As error-prone dark-groping goes, this has actually been ok. I’m hopeful that I can get all the way to the publishing phase without destroying myself and/or the company financially or otherwise in the process.

I’ll keep you posted!

Small art contract

As I mentioned on Twitter,

I’m looking for a freelance artist to do a small job for Beat Farmer.

I’m looking for someone who can do clean 2d/3d work in a cute/cartoon style. If you happen to know anyone who might suit,  please have them send a portfolio to mgb@perfectminutegames.com.

Super Simple Unity Surface Shader

As part of a project I’m involved with, I’ve been back at the shader business a little bit lately. In particular, I’ve been interested in how to provide input to a shader to allow dynamic displays of various kinds.
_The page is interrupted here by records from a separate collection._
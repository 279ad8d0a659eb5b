//! # Axum Helpers
//!
//! Shared building blocks for the HTTP services in this workspace.
//!
//! ## Modules
//!
//! - **[`server`]**: Router setup, health checks, graceful shutdown
//! - **[`http`]**: HTTP middleware (CORS, security headers)
//! - **[`errors`]**: Structured error responses with error codes
//! - **[`extractors`]**: Validated JSON extractor
//!
//! ## Quick Start
//!
//! ```ignore
//! use axum::Router;
//! use axum_helpers::server::{create_production_app, create_router};
//! use core_config::server::ServerConfig;
//! use utoipa::OpenApi;
//!
//! #[derive(OpenApi)]
//! #[openapi(paths())]
//! struct ApiDoc;
//!
//! #[tokio::main]
//! async fn main() -> Result<(), Box<dyn std::error::Error>> {
//!     let router = create_router::<ApiDoc>(Router::new()).await?;
//!     let config = ServerConfig::default();
//!     create_production_app(router, &config, config.shutdown_timeout(), async {}).await?;
//!     Ok(())
//! }
//! ```

pub mod errors;
pub mod extractors;
pub mod http;
pub mod server;

pub use server::{
    HealthCheckFuture, HealthResponse, ShutdownCoordinator, create_production_app, create_router,
    health_router, run_health_checks,
};

pub use http::{create_cors_layer, security_headers};

pub use errors::{AppError, ErrorCode, ErrorResponse};

pub use extractors::ValidatedJson;
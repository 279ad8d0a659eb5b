//! HTTP handlers for the Catalog API

use axum::{
    extract::{Path, State},
    http::StatusCode,
    response::IntoResponse,
    routing::get,
    Json, Router,
};
use axum_helpers::{
    errors::responses::{
        BadRequestValidationResponse, ConflictResponse, InternalServerErrorResponse,
        NotFoundResponse,
    },
    ValidatedJson,
};
use futures_util::TryStreamExt;
use std::future::Future;
use std::sync::Arc;
use utoipa::OpenApi;

use crate::category::Category;
use crate::dto::{CreateProductRequest, CreateProductResponse, ProductResponse, UpdateProductRequest};
use crate::error::{ProductError, ProductResult};
use crate::models::ProductId;
use crate::repository::ProductRepository;
use crate::service::CatalogService;

/// OpenAPI documentation for the Catalog API
#[derive(OpenApi)]
#[openapi(
    paths(
        list_products,
        create_product,
        get_product,
        update_product,
        delete_product,
    ),
    components(
        schemas(
            CreateProductRequest, UpdateProductRequest, ProductResponse,
            CreateProductResponse, Category
        ),
        responses(
            NotFoundResponse,
            BadRequestValidationResponse,
            ConflictResponse,
            InternalServerErrorResponse
        )
    ),
    tags(
        (name = "Products", description = "Product catalog endpoints")
    )
)]
pub struct ApiDoc;

/// Create the products router with all HTTP endpoints
pub fn router<R: ProductRepository + 'static>(service: CatalogService<R>) -> Router {
    let shared_service = Arc::new(service);

    Router::new()
        .route("/", get(list_products).post(create_product))
        .route(
            "/{id}",
            get(get_product)
                .patch(update_product)
                .delete(delete_product),
        )
        .with_state(shared_service)
}

/// Runs a mutation on its own task so a dropped client connection cannot
/// cancel a store write halfway through.
async fn detached<T, F>(work: F) -> ProductResult<T>
where
    T: Send + 'static,
    F: Future<Output = ProductResult<T>> + Send + 'static,
{
    tokio::spawn(work)
        .await
        .map_err(|e| ProductError::Internal(format!("mutation task failed: {e}")))?
}

/// List every product
#[utoipa::path(
    get,
    path = "",
    tag = "Products",
    responses(
        (status = 200, description = "All products", body = Vec<ProductResponse>),
        (status = 500, response = InternalServerErrorResponse)
    )
)]
async fn list_products<R: ProductRepository + 'static>(
    State(service): State<Arc<CatalogService<R>>>,
) -> ProductResult<Json<Vec<ProductResponse>>> {
    let products: Vec<ProductResponse> = service.list_products().await?.try_collect().await?;
    Ok(Json(products))
}

/// Create a new product
#[utoipa::path(
    post,
    path = "",
    tag = "Products",
    request_body = CreateProductRequest,
    responses(
        (status = 201, description = "Product created", body = CreateProductResponse),
        (status = 400, response = BadRequestValidationResponse),
        (status = 409, response = ConflictResponse),
        (status = 500, response = InternalServerErrorResponse)
    )
)]
async fn create_product<R: ProductRepository + 'static>(
    State(service): State<Arc<CatalogService<R>>>,
    ValidatedJson(input): ValidatedJson<CreateProductRequest>,
) -> ProductResult<impl IntoResponse> {
    let created = detached(async move { service.create_product(input).await }).await?;
    Ok((StatusCode::CREATED, Json(created)))
}

/// Get a product by ID
#[utoipa::path(
    get,
    path = "/{id}",
    tag = "Products",
    params(
        ("id" = String, Path, description = "Product ID (24 hex characters)")
    ),
    responses(
        (status = 200, description = "Product found", body = ProductResponse),
        (status = 404, response = NotFoundResponse),
        (status = 500, response = InternalServerErrorResponse)
    )
)]
async fn get_product<R: ProductRepository + 'static>(
    State(service): State<Arc<CatalogService<R>>>,
    Path(id): Path<String>,
) -> ProductResult<Json<ProductResponse>> {
    let product = service.get_product(&ProductId::from(id)).await?;
    Ok(Json(product))
}

/// Partially update a product
///
/// Absent fields are left untouched; `{}` returns the product unchanged.
#[utoipa::path(
    patch,
    path = "/{id}",
    tag = "Products",
    params(
        ("id" = String, Path, description = "Product ID (24 hex characters)")
    ),
    request_body = UpdateProductRequest,
    responses(
        (status = 200, description = "Product updated", body = ProductResponse),
        (status = 400, response = BadRequestValidationResponse),
        (status = 404, response = NotFoundResponse),
        (status = 409, response = ConflictResponse),
        (status = 500, response = InternalServerErrorResponse)
    )
)]
async fn update_product<R: ProductRepository + 'static>(
    State(service): State<Arc<CatalogService<R>>>,
    Path(id): Path<String>,
    ValidatedJson(input): ValidatedJson<UpdateProductRequest>,
) -> ProductResult<Json<ProductResponse>> {
    let id = ProductId::from(id);
    let product = detached(async move { service.update_product(&id, input).await }).await?;
    Ok(Json(product))
}

/// Delete a product
#[utoipa::path(
    delete,
    path = "/{id}",
    tag = "Products",
    params(
        ("id" = String, Path, description = "Product ID (24 hex characters)")
    ),
    responses(
        (status = 204, description = "Product deleted"),
        (status = 404, response = NotFoundResponse),
        (status = 500, response = InternalServerErrorResponse)
    )
)]
async fn delete_product<R: ProductRepository + 'static>(
    State(service): State<Arc<CatalogService<R>>>,
    Path(id): Path<String>,
) -> ProductResult<impl IntoResponse> {
    let id = ProductId::from(id);
    detached(async move { service.delete_product(&id).await }).await?;
    Ok(StatusCode::NO_CONTENT)
}
use mongodb::{Client, bson::doc, options::ClientOptions};
use std::time::Duration;
use tracing::{info, instrument};

use super::MongoConfig;
use crate::common::{RetryConfig, retry_with_backoff};

#[derive(Debug, thiserror::Error)]
pub enum MongoError {
    #[error("MongoDB error: {0}")]
    Mongo(#[from] mongodb::error::Error),

    #[error("Connection failed: {0}")]
    ConnectionFailed(String),
}

/// Connect with default pool settings.
///
/// ```ignore
/// let client = database::mongodb::connect("mongodb://localhost:27017").await?;
/// ```
pub async fn connect(url: &str) -> Result<Client, MongoError> {
    connect_from_config(&MongoConfig::new(url)).await
}

/// Build a client from `config` and verify it with a `ping` against the admin database.
#[instrument(skip(config), fields(database = %config.database))]
pub async fn connect_from_config(config: &MongoConfig) -> Result<Client, MongoError> {
    info!("Connecting to MongoDB");

    let mut options = ClientOptions::parse(&config.url).await?;

    options.max_pool_size = Some(config.max_pool_size);
    options.min_pool_size = Some(config.min_pool_size);
    options.connect_timeout = Some(Duration::from_secs(config.connect_timeout_secs));
    options.server_selection_timeout =
        Some(Duration::from_secs(config.server_selection_timeout_secs));

    if let Some(ref app_name) = config.app_name {
        options.app_name = Some(app_name.clone());
    }

    let client = Client::with_options(options)?;

    client
        .database("admin")
        .run_command(doc! { "ping": 1 })
        .await
        .map_err(|e| MongoError::ConnectionFailed(e.to_string()))?;

    info!("Connected to MongoDB");
    Ok(client)
}

/// `connect` with exponential backoff; `None` uses [`RetryConfig::default`].
pub async fn connect_with_retry(
    url: &str,
    retry_config: Option<RetryConfig>,
) -> Result<Client, MongoError> {
    let url = url.to_string();
    retry_with_backoff(|| connect(&url), retry_config.unwrap_or_default()).await
}

/// `connect_from_config` with exponential backoff.
///
/// `None` falls back to [`MongoConfig::retry_config`].
///
/// ```ignore
/// let config = MongoConfig::from_env()?;
/// let client = connect_from_config_with_retry(&config, None).await?;
/// ```
pub async fn connect_from_config_with_retry(
    config: &MongoConfig,
    retry_config: Option<RetryConfig>,
) -> Result<Client, MongoError> {
    let retry_config = retry_config.unwrap_or_else(|| config.retry_config());
    retry_with_backoff(|| connect_from_config(config), retry_config).await
}
//! Catalog Domain
//!
//! Product catalog backed by MongoDB: create, fetch, list, partially update and
//! delete products, announcing each new product to an event sink.
//!
//! # Architecture
//!
//! ```text
//! ┌─────────────┐
//! │  Handlers   │  ← HTTP endpoints
//! └──────┬──────┘
//!        │
//! ┌──────▼──────┐      ┌────────────────┐
//! │   Service   │ ───► │ EventPublisher │ ─► EventSink (Dapr)
//! └──────┬──────┘      └────────────────┘
//!        │
//! ┌──────▼──────┐
//! │ Repository  │  ← Data access (trait + MongoDB / in-memory)
//! └──────┬──────┘
//!        │
//! ┌──────▼──────┐
//! │   Models    │  ← Product, invariants, category, mapper
//! └─────────────┘
//! ```
//!
//! # Usage
//!
//! ```rust,no_run
//! use domain_catalog::{handlers, CatalogConfig, CatalogService, MongoProductRepository};
//! use mongodb::Client;
//!
//! # async fn example() -> Result<(), Box<dyn std::error::Error>> {
//! let client = Client::with_uri_str("mongodb://localhost:27017").await?;
//! let db = client.database("catalog");
//!
//! let repository = MongoProductRepository::new(&db);
//! repository.init_indexes().await?;
//! let service = CatalogService::new(repository, CatalogConfig::default());
//!
//! let router = handlers::router(service);
//! # Ok(())
//! # }
//! ```

pub mod category;
pub mod config;
pub mod dto;
pub mod error;
pub mod events;
pub mod handlers;
pub mod mapper;
pub mod memory;
pub mod models;
pub mod mongodb;
pub mod repository;
pub mod service;

// Re-export commonly used types
pub use self::category::Category;
pub use self::config::{CatalogConfig, DaprConfig};
pub use self::dto::{
    CreateProductRequest, CreateProductResponse, ProductResponse, UpdateProductRequest,
};
pub use self::error::{ProductError, ProductResult};
pub use self::events::{DaprEventSink, EventPublisher, EventSink, ProductCreated, PublishError};
pub use self::handlers::ApiDoc;
pub use self::memory::InMemoryProductRepository;
pub use self::models::{Product, ProductId, ProductPatch, ProductRecord};
pub use self::mongodb::MongoProductRepository;
pub use self::repository::{ProductRepository, ProductStream};
pub use self::service::CatalogService;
This post will be super-basic for those of you who already know how to write shaders, but if you’re just starting out with them and using Unity, it may provide a little extra help where you need it.

The shader explained below is a surface shader, which means that it controls the visual characteristics of particular pixels on a defined surface, and more particularly that it can interact with scene lighting. It also means that Unity does a lot of heavy lifting, generating lower-level shaders out of the high level shader code.
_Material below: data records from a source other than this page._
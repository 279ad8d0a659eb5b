//! Logging bootstrap shared by the service binaries.

use crate::Environment;
use tracing::{debug, info};
use tracing_subscriber::{prelude::*, EnvFilter};

/// Install color-eyre so `eyre::Report`s returned from `main` print with
/// source locations. Repeated calls are ignored.
pub fn install_color_eyre() {
    let _ = color_eyre::config::HookBuilder::default()
        .display_location_section(true)
        .display_env_section(false)
        .install();
}

/// Directives used when `RUST_LOG` is unset.
///
/// The Mongo driver logs every command at debug, so it is kept quieter than
/// the application crates.
pub fn default_directives(environment: &Environment) -> &'static str {
    match environment {
        Environment::Production => "info,tower_http=info,mongodb=warn,reqwest=warn",
        Environment::Development => "debug,hyper=info,hyper_util=info,mongodb=info",
    }
}

/// Initialize the global subscriber.
///
/// - **Production** (`APP_ENV=production`): flattened JSON lines without targets
/// - **Development**: pretty multi-line output with targets
///
/// Both modes carry a `tracing_error::ErrorLayer` so color-eyre reports include
/// the active span trace. `RUST_LOG` overrides [`default_directives`].
///
/// A second call is a no-op, which keeps tests that share a process happy.
///
/// ```ignore
/// #[instrument(skip(collection), fields(sku = %sku))]
/// async fn find_by_sku(collection: &Collection<Document>, sku: &str) -> eyre::Result<Option<Document>> {
///     collection
///         .find_one(doc! { "sku": sku })
///         .await
///         .wrap_err("Failed to fetch product")
/// }
/// ```
pub fn init_tracing(environment: &Environment) {
    let filter = EnvFilter::try_from_default_env()
        .unwrap_or_else(|_| EnvFilter::new(default_directives(environment)));

    let result = if environment.is_production() {
        tracing_subscriber::registry()
            .with(
                tracing_subscriber::fmt::layer()
                    .json()
                    .with_target(false)
                    .flatten_event(true),
            )
            .with(tracing_error::ErrorLayer::default())
            .with(filter)
            .try_init()
    } else {
        tracing_subscriber::registry()
            .with(tracing_subscriber::fmt::layer().with_target(true).pretty())
            .with(tracing_error::ErrorLayer::default())
            .with(filter)
            .try_init()
    };

    match result {
        Ok(()) => info!(?environment, "Tracing initialized"),
        Err(_) => debug!("Tracing already initialized, skipping"),
    }
}

#[cfg(test)]
mod tests {
    use super::*;

    #[test]
    fn test_production_directives_quiet_the_driver() {
        let directives = default_directives(&Environment::Production);
        assert!(directives.starts_with("info"));
        assert!(directives.contains("mongodb=warn"));
    }

    #[test]
    fn test_development_directives_are_verbose() {
        assert!(default_directives(&Environment::Development).starts_with("debug"));
    }

    #[test]
    fn test_default_directives_parse() {
        for env in [Environment::Development, Environment::Production] {
            assert!(EnvFilter::try_new(default_directives(&env)).is_ok());
        }
    }

    #[test]
    fn test_init_tracing_is_idempotent() {
        init_tracing(&Environment::Development);
        init_tracing(&Environment::Production);
    }

    #[test]
    fn test_init_tracing_honours_rust_log() {
        temp_env::with_var("RUST_LOG", Some("domain_catalog=trace"), || {
            init_tracing(&Environment::Production);
        });
    }
}
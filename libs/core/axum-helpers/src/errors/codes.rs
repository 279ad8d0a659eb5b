//! Type-safe error codes for API responses.
//!
//! Each code carries a client-facing identifier (e.g. "VALIDATION_ERROR"),
//! an integer for logs and dashboards (e.g. 1001) and a default message.
//!
//! ```rust
//! use axum_helpers::errors::ErrorCode;
//!
//! let code = ErrorCode::Conflict;
//! assert_eq!(code.as_str(), "CONFLICT");
//! assert_eq!(code.code(), 1008);
//! ```

use serde::{Deserialize, Serialize};
use utoipa::ToSchema;

#[derive(Debug, Clone, Copy, PartialEq, Eq, Hash, Serialize, Deserialize, ToSchema)]
#[serde(rename_all = "SCREAMING_SNAKE_CASE")]
pub enum ErrorCode {
    // Client errors (1000-1999)
    /// Request validation failed
    ValidationError,

    /// Request body could not be read as JSON
    JsonExtraction,

    /// Requested resource was not found
    NotFound,

    /// Request conflicts with current resource state (duplicate key, stale version)
    Conflict,

    // Server errors
    /// An unexpected internal server error occurred
    InternalError,
}

impl ErrorCode {
    /// SCREAMING_SNAKE_CASE identifier for programmatic handling by clients.
    pub fn as_str(&self) -> &'static str {
        match self {
            Self::ValidationError => "VALIDATION_ERROR",
            Self::JsonExtraction => "JSON_EXTRACTION",
            Self::NotFound => "NOT_FOUND",
            Self::Conflict => "CONFLICT",
            Self::InternalError => "INTERNAL_ERROR",
        }
    }

    /// Integer code for structured logs and metrics (1000-1999).
    pub fn code(&self) -> i32 {
        match self {
            Self::ValidationError => 1001,
            Self::JsonExtraction => 1003,
            Self::NotFound => 1004,
            Self::InternalError => 1005,
            Self::Conflict => 1008,
        }
    }

    pub fn default_message(&self) -> &'static str {
        match self {
            Self::ValidationError => "Request validation failed",
            Self::JsonExtraction => "Failed to parse request body",
            Self::NotFound => "Resource not found",
            Self::Conflict => "Resource state conflict",
            Self::InternalError => "An internal server error occurred",
        }
    }
}

impl std::fmt::Display for ErrorCode {
    fn fmt(&self, f: &mut std::fmt::Formatter<'_>) -> std::fmt::Result {
        write!(f, "{}", self.as_str())
    }
}
//! MongoDB test infrastructure
//!
//! Provides a `TestMongo` helper that starts a throwaway MongoDB container.

use mongodb::{Client, Database};
use testcontainers::runners::AsyncRunner;
use testcontainers::{ContainerAsync, ImageExt};
use testcontainers_modules::mongo::Mongo;

/// Test MongoDB wrapper that ensures proper cleanup
///
/// The container is stopped and removed when this struct is dropped.
///
/// # Example
///
/// ```no_run
/// use test_utils::TestMongo;
///
/// # async fn example() {
/// let mongo = TestMongo::new().await;
/// let db = mongo.database("catalog_test");
/// # }
/// ```
pub struct TestMongo {
    #[allow(dead_code)]
    container: ContainerAsync<Mongo>,
    client: Client,
    pub connection_string: String,
}

impl TestMongo {
    /// Start a MongoDB 7 container and connect a client to it.
    pub async fn new() -> Self {
        let container = Mongo::default()
            .with_tag("7.0")
            .start()
            .await
            .expect("Failed to start MongoDB container");

        let host_port = container
            .get_host_port_ipv4(27017)
            .await
            .expect("Failed to get MongoDB port");

        let connection_string = format!("mongodb://127.0.0.1:{}", host_port);

        let client = Client::with_uri_str(&connection_string)
            .await
            .expect("Failed to create MongoDB client");

        tracing::info!(port = host_port, "Test MongoDB ready (mongo 7.0)");

        Self {
            container,
            client,
            connection_string,
        }
    }

    pub fn client(&self) -> Client {
        self.client.clone()
    }

    /// Handle to a database on the test server; created lazily on first write.
    pub fn database(&self, name: &str) -> Database {
        self.client.database(name)
    }

    pub fn connection_string(&self) -> &str {
        &self.connection_string
    }
}

impl Drop for TestMongo {
    fn drop(&mut self) {
        tracing::debug!("Cleaning up test MongoDB container");
    }
}
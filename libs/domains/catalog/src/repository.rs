use async_trait::async_trait;
use futures_util::stream::BoxStream;

use crate::error::{ProductError, ProductResult};
use crate::models::{ProductId, ProductRecord};

/// Lazily produced records, in store order.
pub type ProductStream = BoxStream<'static, ProductResult<ProductRecord>>;

/// Repository trait for product persistence
///
/// Implementations own identifiers, timestamps and the version counter:
/// - `save` with no id inserts, assigning id, `created_at`, `updated_at` and version 0.
///   A taken SKU fails with `DuplicateSku`.
/// - `save` with an id replaces the mutable fields only if the stored version
///   still equals `record.version`, then bumps the version and `updated_at`.
///   A stale version fails with `VersionConflict`, a vanished record with `NotFound`.
#[cfg_attr(test, mockall::automock)]
#[async_trait]
pub trait ProductRepository: Send + Sync {
    /// Insert or conditionally update, returning the stored record
    async fn save(&self, record: ProductRecord) -> ProductResult<ProductRecord>;

    /// Get a product by ID
    async fn find_by_id(&self, id: &ProductId) -> ProductResult<Option<ProductRecord>>;

    /// Stream every product
    async fn find_all(&self) -> ProductResult<ProductStream>;

    /// Hard delete. Fails with `NotFound` if nothing was removed.
    async fn delete(&self, record: &ProductRecord) -> ProductResult<()>;
}

pub(crate) fn require_id(record: &ProductRecord) -> ProductResult<&ProductId> {
    record
        .id
        .as_ref()
        .ok_or_else(|| ProductError::Internal("product has not been saved yet".to_string()))
}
Doing this the way I am below is probably overkill, but since I’m learning here, I’m gonna give myself a pass (Shader Humour +1!).

Creating and Using a Surface Shader in Unity

In Unity, a Shader is applied to a rendered object via the object’s Material.  As an example, in the screenshot below, a shader named “PointShader” is applied to a Material named Upstage, which is applied to a Quad named Wall.

You can see in the UI that the Upstage material exposes two properties (actually 3, but we can ignore one of them), Color and Position. These are actually custom properties. Here’s a simplified version of the shader code for PointShader.


Shader "Custom/PointShader"{
  Properties {
    _MainTex("Dummy", 2D) = "white" {}
    _MyColor ("Color", Color) = (1,1,1,1)
    _Point ("Position", Vector) = (0, 0, 0, 0)
  }
  SubShader {
    // Setup stuff up here
    CGPROGRAM
    // More setup stuff

    sampler2D _MainTex;
    fixed4 _MyColor;
    float4 _Point;

    // Implementation of the shader
    ENDCG
  }
}

That “Properties” block defines inputs to the shader that you can set via the material, either in the Unity editor or in script.

In this case, we’ve defined 3 inputs:

  1. We will ignore _MainTex below because we’re not really using it except to ensure that our generated shaders properly pass UV coordinates, but basically it is a 2D graphic (that is, a texture). It’s called “Dummy” in the editor, and by default it will just be a texture that is flat white
  2. _MyColor (which has that My in front of it to avoid any possible conflict with the _Color variable that exists by default in a Unity Surface Shader)  is a 4-component Color (RGBA). This type is basically the same as the Color type used everywhere  else in Unity. This variable has the name “Color” in the editor, and defaults to opaque white.
  3. _Point is a 4-component Vector, which is slightly different from a Color in that it uses full floating point components, as you can see in the SubShader block. It’s referred to as Position in the Unity UI. The naming is up to you; I’m just showing you that you can use one name in code and a different one in the editor if you need to. It defaults to the origin.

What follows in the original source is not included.